── Supplied material ──
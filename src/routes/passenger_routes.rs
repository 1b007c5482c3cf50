use axum::{
    extract::{rejection::JsonRejection, Path, State},
    http::StatusCode,
    routing::{get, post},
    Json, Router,
};

use crate::controllers::passenger_controller::PassengerController;
use crate::dto::passenger_dto::PassengerRequest;
use crate::models::passenger::Passenger;
use crate::routes::{json_body, method_not_allowed};
use crate::state::DirectoryState;
use crate::utils::errors::AppError;

pub fn create_passenger_router() -> Router<DirectoryState> {
    Router::new()
        .route(
            "/passengers",
            post(create_passenger)
                .get(list_passengers)
                .fallback(method_not_allowed),
        )
        .route(
            "/passengers/:id",
            get(get_passenger)
                .put(update_passenger)
                .delete(delete_passenger)
                .fallback(method_not_allowed),
        )
}

async fn create_passenger(
    State(state): State<DirectoryState>,
    payload: Result<Json<PassengerRequest>, JsonRejection>,
) -> Result<(StatusCode, Json<Passenger>), AppError> {
    let request = json_body(payload)?;
    let controller = PassengerController::new(state.passengers.clone());
    let passenger = controller.create(request).await?;
    Ok((StatusCode::CREATED, Json(passenger)))
}

async fn list_passengers(
    State(state): State<DirectoryState>,
) -> Result<Json<Vec<Passenger>>, AppError> {
    let controller = PassengerController::new(state.passengers.clone());
    Ok(Json(controller.list().await?))
}

async fn get_passenger(
    State(state): State<DirectoryState>,
    Path(id): Path<String>,
) -> Result<Json<Passenger>, AppError> {
    let controller = PassengerController::new(state.passengers.clone());
    Ok(Json(controller.get_by_id(&id).await?))
}

async fn update_passenger(
    State(state): State<DirectoryState>,
    Path(id): Path<String>,
    payload: Result<Json<PassengerRequest>, JsonRejection>,
) -> Result<Json<Passenger>, AppError> {
    let request = json_body(payload)?;
    let controller = PassengerController::new(state.passengers.clone());
    Ok(Json(controller.update(&id, request).await?))
}

async fn delete_passenger(
    State(state): State<DirectoryState>,
    Path(id): Path<String>,
) -> Result<StatusCode, AppError> {
    let controller = PassengerController::new(state.passengers.clone());
    controller.delete(&id).await?;
    Ok(StatusCode::NO_CONTENT)
}
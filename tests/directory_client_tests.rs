mod common;

use std::sync::Arc;
use std::time::Duration;

use axum::{http::StatusCode, routing::get, Json, Router};
use serde_json::json;

use common::{spawn_server, test_config};
use ridenow::clients::{DirectoryDriver, DirectoryError, DriverDirectory, HttpDriverDirectory};
use ridenow::repositories::{DriverRepository, InMemoryDriverRepository, InMemoryPassengerRepository};
use ridenow::routes::build_directory_app;
use ridenow::services::DriverSelectionPolicy;
use ridenow::state::DirectoryState;

async fn directory_with(names: &[&str]) -> (Arc<InMemoryDriverRepository>, HttpDriverDirectory) {
    let drivers = Arc::new(InMemoryDriverRepository::new());
    for name in names {
        drivers.create(name.to_string()).await.unwrap();
    }
    let state = DirectoryState::new(drivers.clone(), Arc::new(InMemoryPassengerRepository::new()));
    let url = spawn_server(build_directory_app(state, &test_config())).await;
    let client = HttpDriverDirectory::new(url, Duration::from_secs(5)).unwrap();
    (drivers, client)
}

#[tokio::test]
async fn test_finds_first_registered_available_driver() {
    let (drivers, client) = directory_with(&["ana", "bruno"]).await;
    let listed = drivers.list(false).await.unwrap();

    let id = client.find_available_driver().await.unwrap();
    assert_eq!(id, listed[0].id.to_string());

    client.set_driver_availability(&id, false).await.unwrap();
    let next = client.find_available_driver().await.unwrap();
    assert_eq!(next, listed[1].id.to_string());
}

#[tokio::test]
async fn test_empty_directory_means_no_driver() {
    let (_, client) = directory_with(&[]).await;

    let err = client.find_available_driver().await.unwrap_err();
    assert!(matches!(err, DirectoryError::NoDriverAvailable));
}

#[tokio::test]
async fn test_set_availability_is_idempotent() {
    let (drivers, client) = directory_with(&["ana"]).await;
    let driver = drivers.list(false).await.unwrap().remove(0);
    let id = driver.id.to_string();

    client.set_driver_availability(&id, false).await.unwrap();
    client.set_driver_availability(&id, false).await.unwrap();
    assert!(!drivers.find_by_id(driver.id).await.unwrap().unwrap().is_available);

    assert!(client.set_driver_availability(&id, true).await.is_ok());
    assert!(client.set_driver_availability(&id, true).await.is_ok());
    assert!(drivers.find_by_id(driver.id).await.unwrap().unwrap().is_available);
}

#[tokio::test]
async fn test_unknown_driver_is_a_remote_error() {
    let (_, client) = directory_with(&["ana"]).await;

    let err = client
        .set_driver_availability(&uuid::Uuid::new_v4().to_string(), true)
        .await
        .unwrap_err();
    assert!(matches!(
        err,
        DirectoryError::Remote { operation: "set_driver_availability", status: 404, .. }
    ));
}

#[tokio::test]
async fn test_server_error_is_reported_with_status() {
    let router = Router::new().route(
        "/drivers",
        get(|| async { (StatusCode::INTERNAL_SERVER_ERROR, "database down") }),
    );
    let client = HttpDriverDirectory::new(spawn_server(router).await, Duration::from_secs(5)).unwrap();

    let err = client.find_available_driver().await.unwrap_err();
    match err {
        DirectoryError::Remote { operation, status, body } => {
            assert_eq!(operation, "find_available_driver");
            assert_eq!(status, 500);
            assert_eq!(body, "database down");
        }
        other => panic!("unexpected error: {:?}", other),
    }
}

#[tokio::test]
async fn test_slow_directory_times_out() {
    let router = Router::new().route(
        "/drivers",
        get(|| async {
            tokio::time::sleep(Duration::from_secs(3)).await;
            Json(json!([]))
        }),
    );
    let client = HttpDriverDirectory::new(spawn_server(router).await, Duration::from_millis(200)).unwrap();

    let err = client.find_available_driver().await.unwrap_err();
    assert!(matches!(err, DirectoryError::Timeout { operation: "find_available_driver" }));
}

#[tokio::test]
async fn test_malformed_body_is_an_invalid_response() {
    let router = Router::new().route("/drivers", get(|| async { "not json" }));
    let client = HttpDriverDirectory::new(spawn_server(router).await, Duration::from_secs(5)).unwrap();

    let err = client.find_available_driver().await.unwrap_err();
    assert!(matches!(err, DirectoryError::InvalidResponse { .. }));
}

#[tokio::test]
async fn test_unreachable_directory_is_a_transport_error() {
    let listener = tokio::net::TcpListener::bind("127.0.0.1:0").await.unwrap();
    let addr = listener.local_addr().unwrap();
    drop(listener);

    let client = HttpDriverDirectory::new(format!("http://{}", addr), Duration::from_secs(2)).unwrap();
    let err = client.set_driver_availability("d1", true).await.unwrap_err();
    assert!(matches!(
        err,
        DirectoryError::Transport { operation: "set_driver_availability", .. }
    ));
}

struct LastListed;

impl DriverSelectionPolicy for LastListed {
    fn select<'a>(&self, candidates: &'a [DirectoryDriver]) -> Option<&'a DirectoryDriver> {
        candidates.last()
    }
}

#[tokio::test]
async fn test_selection_policy_is_pluggable() {
    let (drivers, client) = directory_with(&["ana", "bruno", "carla"]).await;
    let client = client.with_selector(Arc::new(LastListed));
    let listed = drivers.list(true).await.unwrap();

    let id = client.find_available_driver().await.unwrap();
    assert_eq!(id, listed[2].id.to_string());
}
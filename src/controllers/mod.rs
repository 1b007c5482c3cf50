pub mod driver_controller;
pub mod passenger_controller;

pub use driver_controller::DriverController;
pub use passenger_controller::PassengerController;
//! Modelos del sistema
//!
//! Este módulo contiene los modelos de datos que mapean exactamente
//! al schema PostgreSQL de cada servicio.

pub mod driver;
pub mod passenger;
pub mod ride;

pub use driver::Driver;
pub use passenger::Passenger;
pub use ride::{NewRide, PaymentStatus, Ride, RideStatus};
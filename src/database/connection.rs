//! Configuración de conexión a PostgreSQL
//!
//! Este módulo abre el pool, verifica la conexión y aplica las migraciones
//! de cada servicio.

use anyhow::{Context, Result};
use sqlx::migrate::Migrator;
use sqlx::PgPool;
use tracing::info;

use crate::config::database::DatabaseConfig;

static RIDES_MIGRATOR: Migrator = sqlx::migrate!("./migrations/rides");
static DIRECTORY_MIGRATOR: Migrator = sqlx::migrate!("./migrations/directory");

/// Conexión compartida a la base de datos de un servicio
#[derive(Clone)]
pub struct DatabaseConnection {
    pool: PgPool,
}

impl DatabaseConnection {
    /// Crear el pool y comprobar que la base responde
    pub async fn connect(config: &DatabaseConfig) -> Result<Self> {
        let masked = mask_database_url(&config.url);
        info!("🔌 Conectando a PostgreSQL: {}", masked);

        let pool = config
            .create_pool()
            .await
            .with_context(|| format!("could not connect to {}", masked))?;

        sqlx::query("SELECT 1")
            .execute(&pool)
            .await
            .context("database ping failed")?;

        info!("✅ Conectado a PostgreSQL");
        Ok(Self { pool })
    }

    pub fn pool(&self) -> &PgPool {
        &self.pool
    }

    /// Ejecutar migraciones del servicio de viajes
    pub async fn run_ride_migrations(&self) -> Result<()> {
        RIDES_MIGRATOR
            .run(&self.pool)
            .await
            .context("ride migrations failed")?;
        info!("📦 Migraciones de viajes aplicadas");
        Ok(())
    }

    /// Ejecutar migraciones del servicio de directorio
    pub async fn run_directory_migrations(&self) -> Result<()> {
        DIRECTORY_MIGRATOR
            .run(&self.pool)
            .await
            .context("directory migrations failed")?;
        info!("📦 Migraciones del directorio aplicadas");
        Ok(())
    }
}

/// Función helper para enmascarar la URL de la base de datos en logs
pub fn mask_database_url(url: &str) -> String {
    let Some(at_pos) = url.find('@') else {
        return url.to_string();
    };
    let Some(scheme_end) = url.find("://") else {
        return url.to_string();
    };
    if scheme_end + 3 > at_pos {
        return url.to_string();
    }

    let protocol = &url[..scheme_end + 3];
    let host = &url[at_pos + 1..];
    format!("{}***:***@{}", protocol, host)
}
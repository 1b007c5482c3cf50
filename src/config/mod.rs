//! Configuración del proyecto
//!
//! Este módulo contiene la configuración de base de datos y las variables
//! de entorno de ambos servicios.

pub mod database;
pub mod environment;

pub use database::DatabaseConfig;
pub use environment::*;
use axum::{
    extract::{rejection::JsonRejection, Path, Query, State},
    http::StatusCode,
    routing::{get, patch, post},
    Json, Router,
};
use validator::Validate;

use crate::dto::ride_dto::{CreateRideRequest, ListRidesQuery, RideResponse, UpdateRideStatusRequest};
use crate::models::ride::RideStatus;
use crate::routes::{json_body, method_not_allowed};
use crate::services::ride_lifecycle_service::RideRequest;
use crate::state::AppState;
use crate::utils::errors::AppError;

pub fn create_ride_router() -> Router<AppState> {
    Router::new()
        .route(
            "/rides",
            post(create_ride).get(list_rides).fallback(method_not_allowed),
        )
        .route("/rides/:id", get(get_ride).fallback(method_not_allowed))
        .route(
            "/rides/:id/status",
            patch(update_ride_status).fallback(method_not_allowed),
        )
}

fn parse_status(value: &str) -> Result<RideStatus, AppError> {
    value.parse::<RideStatus>().map_err(AppError::Validation)
}

async fn create_ride(
    State(state): State<AppState>,
    payload: Result<Json<CreateRideRequest>, JsonRejection>,
) -> Result<(StatusCode, Json<RideResponse>), AppError> {
    let request = json_body(payload)?;
    request.validate()?;

    let ride = state
        .rides
        .create_ride(RideRequest {
            passenger_id: request.passenger_id,
            from_zone: request.from_zone,
            to_zone: request.to_zone,
        })
        .await?;

    Ok((StatusCode::CREATED, Json(ride.into())))
}

async fn list_rides(
    State(state): State<AppState>,
    Query(query): Query<ListRidesQuery>,
) -> Result<Json<Vec<RideResponse>>, AppError> {
    let status = query
        .status
        .as_deref()
        .filter(|value| !value.trim().is_empty())
        .map(parse_status)
        .transpose()?;
    let rides = state.rides.list_rides(status).await?;
    Ok(Json(rides.into_iter().map(RideResponse::from).collect()))
}

async fn get_ride(
    State(state): State<AppState>,
    Path(id): Path<String>,
) -> Result<Json<RideResponse>, AppError> {
    let ride = state.rides.get_ride(&id).await?;
    Ok(Json(ride.into()))
}

async fn update_ride_status(
    State(state): State<AppState>,
    Path(id): Path<String>,
    payload: Result<Json<UpdateRideStatusRequest>, JsonRejection>,
) -> Result<Json<RideResponse>, AppError> {
    let request = json_body(payload)?;
    let status = parse_status(&request.status)?;

    let ride = state.rides.update_ride_status(&id, status).await?;
    Ok(Json(ride.into()))
}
───
What the exercise asks » Only the count is wanted. Find the lines of the records that include the word "down" and state how many.

Result for this exercise » 2